Task requirements: Search term "leaf": please copy every line of the records below that contains it.

Supplied records:
────

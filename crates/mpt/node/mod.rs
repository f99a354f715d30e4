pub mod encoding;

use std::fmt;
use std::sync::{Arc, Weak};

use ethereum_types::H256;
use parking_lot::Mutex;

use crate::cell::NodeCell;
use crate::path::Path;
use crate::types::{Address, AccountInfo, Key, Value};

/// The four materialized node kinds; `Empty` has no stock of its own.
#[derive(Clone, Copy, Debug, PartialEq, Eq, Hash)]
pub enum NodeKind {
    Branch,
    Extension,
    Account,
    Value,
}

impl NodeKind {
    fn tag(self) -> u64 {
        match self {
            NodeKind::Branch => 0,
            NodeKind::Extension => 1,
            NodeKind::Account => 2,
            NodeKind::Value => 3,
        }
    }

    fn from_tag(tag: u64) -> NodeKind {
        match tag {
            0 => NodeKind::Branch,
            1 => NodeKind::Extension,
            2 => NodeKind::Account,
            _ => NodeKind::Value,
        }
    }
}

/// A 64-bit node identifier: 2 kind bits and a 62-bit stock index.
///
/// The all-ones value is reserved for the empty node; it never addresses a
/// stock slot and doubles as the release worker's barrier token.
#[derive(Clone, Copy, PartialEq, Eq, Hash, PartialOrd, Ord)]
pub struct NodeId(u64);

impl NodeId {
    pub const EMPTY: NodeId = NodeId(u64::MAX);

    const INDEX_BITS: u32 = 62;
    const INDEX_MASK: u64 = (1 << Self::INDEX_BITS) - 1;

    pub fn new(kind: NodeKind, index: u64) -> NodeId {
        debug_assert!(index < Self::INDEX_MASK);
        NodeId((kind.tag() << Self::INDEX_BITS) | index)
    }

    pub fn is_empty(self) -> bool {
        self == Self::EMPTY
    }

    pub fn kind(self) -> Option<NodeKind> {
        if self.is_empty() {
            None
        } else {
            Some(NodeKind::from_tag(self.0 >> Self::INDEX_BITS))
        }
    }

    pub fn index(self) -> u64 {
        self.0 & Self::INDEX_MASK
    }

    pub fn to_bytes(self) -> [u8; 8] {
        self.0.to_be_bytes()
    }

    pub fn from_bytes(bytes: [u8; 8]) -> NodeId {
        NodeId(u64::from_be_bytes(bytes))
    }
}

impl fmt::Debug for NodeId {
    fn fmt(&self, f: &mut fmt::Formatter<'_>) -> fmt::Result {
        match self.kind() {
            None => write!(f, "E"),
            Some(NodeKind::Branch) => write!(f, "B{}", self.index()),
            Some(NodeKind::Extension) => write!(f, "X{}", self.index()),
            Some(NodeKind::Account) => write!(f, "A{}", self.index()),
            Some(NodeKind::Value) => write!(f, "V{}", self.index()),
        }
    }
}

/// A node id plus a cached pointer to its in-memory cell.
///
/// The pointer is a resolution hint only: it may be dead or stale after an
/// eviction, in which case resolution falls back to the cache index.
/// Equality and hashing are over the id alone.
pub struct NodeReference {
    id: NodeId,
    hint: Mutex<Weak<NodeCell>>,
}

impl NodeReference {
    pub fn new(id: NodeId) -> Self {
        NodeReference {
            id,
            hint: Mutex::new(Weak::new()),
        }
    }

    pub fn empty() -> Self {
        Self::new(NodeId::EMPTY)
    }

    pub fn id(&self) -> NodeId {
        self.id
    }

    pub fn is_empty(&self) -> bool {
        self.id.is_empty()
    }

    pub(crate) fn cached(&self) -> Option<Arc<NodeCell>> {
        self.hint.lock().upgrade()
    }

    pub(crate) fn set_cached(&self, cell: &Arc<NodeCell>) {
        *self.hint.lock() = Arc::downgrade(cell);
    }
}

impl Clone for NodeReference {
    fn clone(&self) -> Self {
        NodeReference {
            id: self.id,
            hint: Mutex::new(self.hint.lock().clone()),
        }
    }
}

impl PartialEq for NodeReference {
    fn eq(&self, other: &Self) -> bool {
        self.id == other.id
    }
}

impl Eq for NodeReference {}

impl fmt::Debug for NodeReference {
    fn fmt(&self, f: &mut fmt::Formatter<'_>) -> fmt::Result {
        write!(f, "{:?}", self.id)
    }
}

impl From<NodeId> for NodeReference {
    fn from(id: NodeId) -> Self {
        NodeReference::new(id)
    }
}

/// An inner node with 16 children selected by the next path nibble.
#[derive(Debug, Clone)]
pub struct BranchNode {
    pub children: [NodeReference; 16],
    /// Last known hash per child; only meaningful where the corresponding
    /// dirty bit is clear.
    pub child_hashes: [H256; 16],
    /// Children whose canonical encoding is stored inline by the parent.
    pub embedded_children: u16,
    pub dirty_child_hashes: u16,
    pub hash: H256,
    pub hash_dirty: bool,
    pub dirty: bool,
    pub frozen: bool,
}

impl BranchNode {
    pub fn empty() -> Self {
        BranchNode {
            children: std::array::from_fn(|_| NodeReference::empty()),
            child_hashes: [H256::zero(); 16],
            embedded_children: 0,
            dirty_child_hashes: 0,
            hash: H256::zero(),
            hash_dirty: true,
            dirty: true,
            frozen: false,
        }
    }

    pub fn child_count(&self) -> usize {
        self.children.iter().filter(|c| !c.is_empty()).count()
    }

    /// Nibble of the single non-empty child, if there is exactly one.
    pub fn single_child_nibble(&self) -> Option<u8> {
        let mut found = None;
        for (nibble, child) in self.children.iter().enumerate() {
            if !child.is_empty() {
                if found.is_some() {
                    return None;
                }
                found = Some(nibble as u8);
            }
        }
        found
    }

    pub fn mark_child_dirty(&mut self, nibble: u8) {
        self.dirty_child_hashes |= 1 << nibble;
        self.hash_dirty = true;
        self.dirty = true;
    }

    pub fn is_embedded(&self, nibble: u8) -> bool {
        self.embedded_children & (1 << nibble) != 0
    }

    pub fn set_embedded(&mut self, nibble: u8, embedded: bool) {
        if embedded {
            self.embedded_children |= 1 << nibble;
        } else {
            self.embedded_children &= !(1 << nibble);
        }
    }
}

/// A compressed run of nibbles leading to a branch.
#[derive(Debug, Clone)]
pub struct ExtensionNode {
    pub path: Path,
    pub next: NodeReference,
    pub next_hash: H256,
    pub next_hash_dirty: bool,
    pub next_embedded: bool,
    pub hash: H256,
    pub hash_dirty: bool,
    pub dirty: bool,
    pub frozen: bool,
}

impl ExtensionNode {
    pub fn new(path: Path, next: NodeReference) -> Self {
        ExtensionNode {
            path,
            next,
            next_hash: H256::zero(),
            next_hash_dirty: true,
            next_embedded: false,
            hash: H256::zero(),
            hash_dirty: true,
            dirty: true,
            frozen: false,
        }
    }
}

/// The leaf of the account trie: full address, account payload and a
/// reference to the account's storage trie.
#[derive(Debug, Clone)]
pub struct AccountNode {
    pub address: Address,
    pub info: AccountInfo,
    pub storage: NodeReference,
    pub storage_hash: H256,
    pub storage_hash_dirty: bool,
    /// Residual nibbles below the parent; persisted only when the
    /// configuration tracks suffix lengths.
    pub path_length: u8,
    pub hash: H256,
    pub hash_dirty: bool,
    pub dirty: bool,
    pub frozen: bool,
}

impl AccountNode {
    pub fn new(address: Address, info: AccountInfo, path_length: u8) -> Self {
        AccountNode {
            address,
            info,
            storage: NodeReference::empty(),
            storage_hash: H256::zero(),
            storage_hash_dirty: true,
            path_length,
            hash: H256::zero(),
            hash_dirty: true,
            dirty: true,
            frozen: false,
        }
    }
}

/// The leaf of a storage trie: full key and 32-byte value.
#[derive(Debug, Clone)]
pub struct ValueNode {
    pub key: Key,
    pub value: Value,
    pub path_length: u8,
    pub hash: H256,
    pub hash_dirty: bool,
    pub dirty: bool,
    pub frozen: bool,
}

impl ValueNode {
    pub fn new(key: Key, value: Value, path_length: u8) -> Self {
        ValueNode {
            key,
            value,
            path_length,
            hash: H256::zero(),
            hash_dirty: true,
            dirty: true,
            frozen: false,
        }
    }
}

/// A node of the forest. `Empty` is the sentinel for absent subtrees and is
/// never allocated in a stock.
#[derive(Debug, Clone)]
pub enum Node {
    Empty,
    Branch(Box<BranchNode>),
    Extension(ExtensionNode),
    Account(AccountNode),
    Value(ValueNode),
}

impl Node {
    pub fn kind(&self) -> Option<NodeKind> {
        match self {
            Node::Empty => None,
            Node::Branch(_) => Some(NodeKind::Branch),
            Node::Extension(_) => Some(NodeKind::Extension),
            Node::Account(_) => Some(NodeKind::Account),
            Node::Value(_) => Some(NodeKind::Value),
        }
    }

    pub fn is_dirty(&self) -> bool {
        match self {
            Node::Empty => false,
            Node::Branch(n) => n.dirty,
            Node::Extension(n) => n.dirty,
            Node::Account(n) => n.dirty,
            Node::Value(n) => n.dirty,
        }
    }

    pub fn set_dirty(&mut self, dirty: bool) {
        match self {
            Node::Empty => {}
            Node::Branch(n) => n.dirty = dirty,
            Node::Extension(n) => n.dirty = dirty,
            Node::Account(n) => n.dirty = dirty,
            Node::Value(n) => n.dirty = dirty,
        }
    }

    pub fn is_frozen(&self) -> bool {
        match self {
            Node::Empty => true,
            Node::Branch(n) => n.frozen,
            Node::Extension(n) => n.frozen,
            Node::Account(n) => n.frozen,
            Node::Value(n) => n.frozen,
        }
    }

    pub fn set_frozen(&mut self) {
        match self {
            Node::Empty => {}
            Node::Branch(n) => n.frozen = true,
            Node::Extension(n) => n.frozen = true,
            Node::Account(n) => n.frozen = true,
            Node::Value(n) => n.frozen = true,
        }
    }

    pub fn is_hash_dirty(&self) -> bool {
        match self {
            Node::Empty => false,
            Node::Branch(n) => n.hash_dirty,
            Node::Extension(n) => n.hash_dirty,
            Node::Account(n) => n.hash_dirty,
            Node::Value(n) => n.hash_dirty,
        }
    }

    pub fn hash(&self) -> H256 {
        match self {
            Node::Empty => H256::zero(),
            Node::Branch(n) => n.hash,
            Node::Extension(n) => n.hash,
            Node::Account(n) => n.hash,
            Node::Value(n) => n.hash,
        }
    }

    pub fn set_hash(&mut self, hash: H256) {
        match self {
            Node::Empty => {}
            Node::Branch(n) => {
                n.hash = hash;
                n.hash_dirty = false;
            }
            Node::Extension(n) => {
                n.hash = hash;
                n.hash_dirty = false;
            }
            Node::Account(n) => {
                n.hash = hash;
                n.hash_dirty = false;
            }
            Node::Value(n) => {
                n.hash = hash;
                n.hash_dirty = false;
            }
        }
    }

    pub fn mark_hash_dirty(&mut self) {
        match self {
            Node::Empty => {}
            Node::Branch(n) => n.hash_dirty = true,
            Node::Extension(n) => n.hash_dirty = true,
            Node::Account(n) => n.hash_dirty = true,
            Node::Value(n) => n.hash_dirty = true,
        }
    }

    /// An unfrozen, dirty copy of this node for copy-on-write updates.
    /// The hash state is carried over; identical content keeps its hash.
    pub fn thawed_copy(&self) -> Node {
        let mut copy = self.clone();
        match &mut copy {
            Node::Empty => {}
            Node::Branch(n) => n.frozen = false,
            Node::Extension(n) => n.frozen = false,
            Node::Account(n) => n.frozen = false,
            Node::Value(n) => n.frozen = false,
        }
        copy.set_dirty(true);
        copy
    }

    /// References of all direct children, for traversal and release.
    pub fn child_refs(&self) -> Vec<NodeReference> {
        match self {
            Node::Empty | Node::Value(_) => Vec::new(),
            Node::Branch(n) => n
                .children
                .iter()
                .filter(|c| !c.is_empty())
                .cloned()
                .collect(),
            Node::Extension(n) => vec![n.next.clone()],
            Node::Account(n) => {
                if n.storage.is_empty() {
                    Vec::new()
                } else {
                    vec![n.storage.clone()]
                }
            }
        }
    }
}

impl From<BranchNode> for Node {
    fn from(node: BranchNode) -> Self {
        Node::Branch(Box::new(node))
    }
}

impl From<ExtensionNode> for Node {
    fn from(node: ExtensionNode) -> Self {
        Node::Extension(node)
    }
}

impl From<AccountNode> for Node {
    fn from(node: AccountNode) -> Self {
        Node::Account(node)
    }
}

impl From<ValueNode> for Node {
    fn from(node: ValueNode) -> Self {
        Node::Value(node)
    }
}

────

Result:
/// The leaf of the account trie: full address, account payload and a
/// The leaf of a storage trie: full key and 32-byte value.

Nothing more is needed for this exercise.